WHAT THE EXERCISE ASKS
Up to and including the line containing "-> Result<(), SimError>;", retype each line of the listing below exactly, beginning with the first.

DATA
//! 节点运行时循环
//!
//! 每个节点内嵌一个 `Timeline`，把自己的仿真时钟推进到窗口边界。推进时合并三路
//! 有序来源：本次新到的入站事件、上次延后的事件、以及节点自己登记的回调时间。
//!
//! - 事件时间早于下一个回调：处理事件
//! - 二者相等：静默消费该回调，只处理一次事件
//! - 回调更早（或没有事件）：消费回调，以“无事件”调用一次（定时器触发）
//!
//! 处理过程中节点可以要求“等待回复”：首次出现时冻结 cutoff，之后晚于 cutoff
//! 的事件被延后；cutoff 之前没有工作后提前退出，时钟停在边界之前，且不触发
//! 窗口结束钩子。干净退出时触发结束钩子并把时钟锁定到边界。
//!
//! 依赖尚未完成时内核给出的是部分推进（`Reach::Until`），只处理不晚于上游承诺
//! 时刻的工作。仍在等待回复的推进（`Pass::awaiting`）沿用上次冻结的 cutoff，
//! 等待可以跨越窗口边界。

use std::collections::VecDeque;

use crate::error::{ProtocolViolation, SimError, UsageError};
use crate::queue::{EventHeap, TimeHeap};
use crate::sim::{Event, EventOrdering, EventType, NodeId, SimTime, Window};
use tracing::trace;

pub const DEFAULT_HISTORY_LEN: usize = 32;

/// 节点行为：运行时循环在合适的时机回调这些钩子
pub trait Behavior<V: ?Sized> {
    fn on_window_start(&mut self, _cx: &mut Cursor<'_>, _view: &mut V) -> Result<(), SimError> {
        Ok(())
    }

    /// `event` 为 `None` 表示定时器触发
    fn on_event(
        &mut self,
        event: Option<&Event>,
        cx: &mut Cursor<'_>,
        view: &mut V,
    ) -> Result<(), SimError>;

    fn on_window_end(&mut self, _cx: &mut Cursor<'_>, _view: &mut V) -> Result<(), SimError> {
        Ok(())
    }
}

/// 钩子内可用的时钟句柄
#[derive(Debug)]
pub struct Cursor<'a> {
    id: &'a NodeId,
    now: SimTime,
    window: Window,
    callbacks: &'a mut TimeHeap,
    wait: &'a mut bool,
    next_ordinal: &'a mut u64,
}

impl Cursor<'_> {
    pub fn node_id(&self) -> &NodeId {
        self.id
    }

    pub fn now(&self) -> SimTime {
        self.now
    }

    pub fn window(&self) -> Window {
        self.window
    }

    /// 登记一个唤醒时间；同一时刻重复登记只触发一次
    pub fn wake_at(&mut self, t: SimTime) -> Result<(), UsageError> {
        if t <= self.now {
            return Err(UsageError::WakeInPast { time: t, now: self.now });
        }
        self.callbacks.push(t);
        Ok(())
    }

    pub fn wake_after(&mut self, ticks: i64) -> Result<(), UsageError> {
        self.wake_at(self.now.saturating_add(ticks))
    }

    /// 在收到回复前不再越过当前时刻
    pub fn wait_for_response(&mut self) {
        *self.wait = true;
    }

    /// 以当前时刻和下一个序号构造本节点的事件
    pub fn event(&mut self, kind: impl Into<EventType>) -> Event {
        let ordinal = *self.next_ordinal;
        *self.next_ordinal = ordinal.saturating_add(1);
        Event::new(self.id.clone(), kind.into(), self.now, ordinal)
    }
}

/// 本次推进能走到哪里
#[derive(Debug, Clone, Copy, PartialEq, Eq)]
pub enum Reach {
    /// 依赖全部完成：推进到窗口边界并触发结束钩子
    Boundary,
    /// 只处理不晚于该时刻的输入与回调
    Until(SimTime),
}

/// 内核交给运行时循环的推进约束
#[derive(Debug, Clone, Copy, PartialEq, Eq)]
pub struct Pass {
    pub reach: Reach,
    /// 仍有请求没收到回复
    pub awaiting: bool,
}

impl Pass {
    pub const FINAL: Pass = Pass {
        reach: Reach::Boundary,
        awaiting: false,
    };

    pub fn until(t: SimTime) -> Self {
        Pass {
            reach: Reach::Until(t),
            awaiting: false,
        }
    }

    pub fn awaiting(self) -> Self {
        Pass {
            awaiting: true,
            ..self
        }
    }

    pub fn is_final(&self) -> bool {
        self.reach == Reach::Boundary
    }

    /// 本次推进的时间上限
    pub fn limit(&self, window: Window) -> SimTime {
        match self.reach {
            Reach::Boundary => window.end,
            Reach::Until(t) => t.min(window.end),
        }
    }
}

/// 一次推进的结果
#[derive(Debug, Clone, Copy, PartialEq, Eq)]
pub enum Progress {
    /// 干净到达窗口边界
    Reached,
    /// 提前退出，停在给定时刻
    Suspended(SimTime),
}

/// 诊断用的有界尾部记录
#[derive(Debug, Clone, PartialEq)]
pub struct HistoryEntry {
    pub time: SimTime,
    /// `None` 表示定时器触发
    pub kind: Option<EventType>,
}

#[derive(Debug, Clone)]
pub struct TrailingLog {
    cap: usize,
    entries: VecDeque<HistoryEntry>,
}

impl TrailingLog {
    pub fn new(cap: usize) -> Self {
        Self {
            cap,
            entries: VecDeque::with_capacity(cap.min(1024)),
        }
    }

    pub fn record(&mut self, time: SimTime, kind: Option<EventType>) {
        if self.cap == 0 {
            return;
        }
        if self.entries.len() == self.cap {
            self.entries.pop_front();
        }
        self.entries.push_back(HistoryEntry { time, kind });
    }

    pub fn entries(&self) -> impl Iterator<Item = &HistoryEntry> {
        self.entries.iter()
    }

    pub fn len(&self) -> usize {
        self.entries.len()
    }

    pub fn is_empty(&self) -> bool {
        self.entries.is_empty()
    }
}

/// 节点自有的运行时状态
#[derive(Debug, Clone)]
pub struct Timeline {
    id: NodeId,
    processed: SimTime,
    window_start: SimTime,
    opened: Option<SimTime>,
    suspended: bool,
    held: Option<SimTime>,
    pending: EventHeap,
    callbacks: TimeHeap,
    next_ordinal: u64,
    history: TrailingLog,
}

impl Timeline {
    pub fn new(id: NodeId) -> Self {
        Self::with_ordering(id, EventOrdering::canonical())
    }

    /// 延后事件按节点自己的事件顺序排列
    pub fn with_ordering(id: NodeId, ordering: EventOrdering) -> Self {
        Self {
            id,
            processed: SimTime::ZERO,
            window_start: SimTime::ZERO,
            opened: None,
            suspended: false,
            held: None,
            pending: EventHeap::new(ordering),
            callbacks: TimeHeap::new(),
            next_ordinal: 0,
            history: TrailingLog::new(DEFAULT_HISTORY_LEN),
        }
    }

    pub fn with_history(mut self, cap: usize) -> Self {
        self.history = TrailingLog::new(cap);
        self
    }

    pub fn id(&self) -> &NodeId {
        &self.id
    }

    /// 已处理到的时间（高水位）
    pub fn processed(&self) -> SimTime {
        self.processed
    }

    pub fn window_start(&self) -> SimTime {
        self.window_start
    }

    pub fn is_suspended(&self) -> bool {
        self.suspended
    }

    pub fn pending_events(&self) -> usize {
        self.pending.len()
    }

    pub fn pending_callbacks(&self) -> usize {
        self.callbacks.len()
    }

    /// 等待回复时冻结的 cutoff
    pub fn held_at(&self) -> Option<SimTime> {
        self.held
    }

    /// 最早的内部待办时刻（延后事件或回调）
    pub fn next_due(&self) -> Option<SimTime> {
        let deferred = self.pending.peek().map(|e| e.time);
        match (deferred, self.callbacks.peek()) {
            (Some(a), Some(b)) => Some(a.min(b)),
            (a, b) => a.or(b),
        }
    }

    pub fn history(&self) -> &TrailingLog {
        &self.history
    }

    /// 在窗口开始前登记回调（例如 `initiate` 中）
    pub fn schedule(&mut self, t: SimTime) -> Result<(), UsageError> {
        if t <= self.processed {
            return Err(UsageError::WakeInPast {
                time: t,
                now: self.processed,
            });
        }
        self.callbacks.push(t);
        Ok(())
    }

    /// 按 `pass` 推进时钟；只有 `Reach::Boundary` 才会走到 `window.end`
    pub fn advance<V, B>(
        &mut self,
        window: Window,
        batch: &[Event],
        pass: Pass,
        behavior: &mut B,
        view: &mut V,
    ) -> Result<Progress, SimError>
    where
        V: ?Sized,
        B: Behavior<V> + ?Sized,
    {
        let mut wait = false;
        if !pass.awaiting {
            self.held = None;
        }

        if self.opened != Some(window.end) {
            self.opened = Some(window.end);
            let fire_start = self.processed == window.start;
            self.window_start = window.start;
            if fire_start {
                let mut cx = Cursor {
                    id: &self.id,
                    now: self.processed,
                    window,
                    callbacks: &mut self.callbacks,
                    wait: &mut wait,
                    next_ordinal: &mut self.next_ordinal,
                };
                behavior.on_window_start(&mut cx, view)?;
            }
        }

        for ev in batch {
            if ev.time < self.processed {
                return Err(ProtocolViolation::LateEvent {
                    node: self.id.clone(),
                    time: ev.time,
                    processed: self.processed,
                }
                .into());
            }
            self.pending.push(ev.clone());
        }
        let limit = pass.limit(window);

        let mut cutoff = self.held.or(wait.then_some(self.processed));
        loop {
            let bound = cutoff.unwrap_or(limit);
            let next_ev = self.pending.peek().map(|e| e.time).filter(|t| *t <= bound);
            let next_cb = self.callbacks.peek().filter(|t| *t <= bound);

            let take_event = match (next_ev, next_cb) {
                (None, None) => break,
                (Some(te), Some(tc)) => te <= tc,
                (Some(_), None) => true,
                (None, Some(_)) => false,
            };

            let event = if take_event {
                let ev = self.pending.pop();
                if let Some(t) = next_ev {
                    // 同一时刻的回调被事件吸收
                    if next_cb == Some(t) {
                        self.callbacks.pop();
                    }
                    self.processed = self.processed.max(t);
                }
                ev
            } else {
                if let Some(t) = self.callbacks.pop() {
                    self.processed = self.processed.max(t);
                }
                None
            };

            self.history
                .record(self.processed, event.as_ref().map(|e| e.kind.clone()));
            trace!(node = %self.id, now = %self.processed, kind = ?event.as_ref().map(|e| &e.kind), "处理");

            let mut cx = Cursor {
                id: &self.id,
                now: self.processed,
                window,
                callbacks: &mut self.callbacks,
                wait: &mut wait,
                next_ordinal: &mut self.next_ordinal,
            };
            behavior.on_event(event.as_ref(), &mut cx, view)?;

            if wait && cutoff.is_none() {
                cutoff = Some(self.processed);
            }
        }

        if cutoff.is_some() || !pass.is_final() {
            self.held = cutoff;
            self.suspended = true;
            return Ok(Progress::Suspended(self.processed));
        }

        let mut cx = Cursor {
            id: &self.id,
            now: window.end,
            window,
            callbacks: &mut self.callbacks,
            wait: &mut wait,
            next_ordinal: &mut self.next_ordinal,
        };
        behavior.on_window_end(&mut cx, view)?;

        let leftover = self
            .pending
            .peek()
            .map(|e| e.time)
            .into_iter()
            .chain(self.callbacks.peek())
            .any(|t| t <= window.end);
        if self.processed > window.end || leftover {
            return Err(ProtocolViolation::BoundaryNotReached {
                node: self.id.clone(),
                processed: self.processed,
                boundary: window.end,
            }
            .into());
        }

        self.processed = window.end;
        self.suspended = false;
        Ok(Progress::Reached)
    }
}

EXERCISE RESULT
//! 节点运行时循环
//!
//! 每个节点内嵌一个 `Timeline`，把自己的仿真时钟推进到窗口边界。推进时合并三路
//! 有序来源：本次新到的入站事件、上次延后的事件、以及节点自己登记的回调时间。
//!
//! - 事件时间早于下一个回调：处理事件
//! - 二者相等：静默消费该回调，只处理一次事件
//! - 回调更早（或没有事件）：消费回调，以“无事件”调用一次（定时器触发）
//!
//! 处理过程中节点可以要求“等待回复”：首次出现时冻结 cutoff，之后晚于 cutoff
//! 的事件被延后；cutoff 之前没有工作后提前退出，时钟停在边界之前，且不触发
//! 窗口结束钩子。干净退出时触发结束钩子并把时钟锁定到边界。
//!
//! 依赖尚未完成时内核给出的是部分推进（`Reach::Until`），只处理不晚于上游承诺
//! 时刻的工作。仍在等待回复的推进（`Pass::awaiting`）沿用上次冻结的 cutoff，
//! 等待可以跨越窗口边界。

use std::collections::VecDeque;

use crate::error::{ProtocolViolation, SimError, UsageError};
use crate::queue::{EventHeap, TimeHeap};
use crate::sim::{Event, EventOrdering, EventType, NodeId, SimTime, Window};
use tracing::trace;

pub const DEFAULT_HISTORY_LEN: usize = 32;

/// 节点行为：运行时循环在合适的时机回调这些钩子
pub trait Behavior<V: ?Sized> {
    fn on_window_start(&mut self, _cx: &mut Cursor<'_>, _view: &mut V) -> Result<(), SimError> {
        Ok(())
    }

    /// `event` 为 `None` 表示定时器触发
    fn on_event(
        &mut self,
        event: Option<&Event>,
        cx: &mut Cursor<'_>,
        view: &mut V,
    ) -> Result<(), SimError>;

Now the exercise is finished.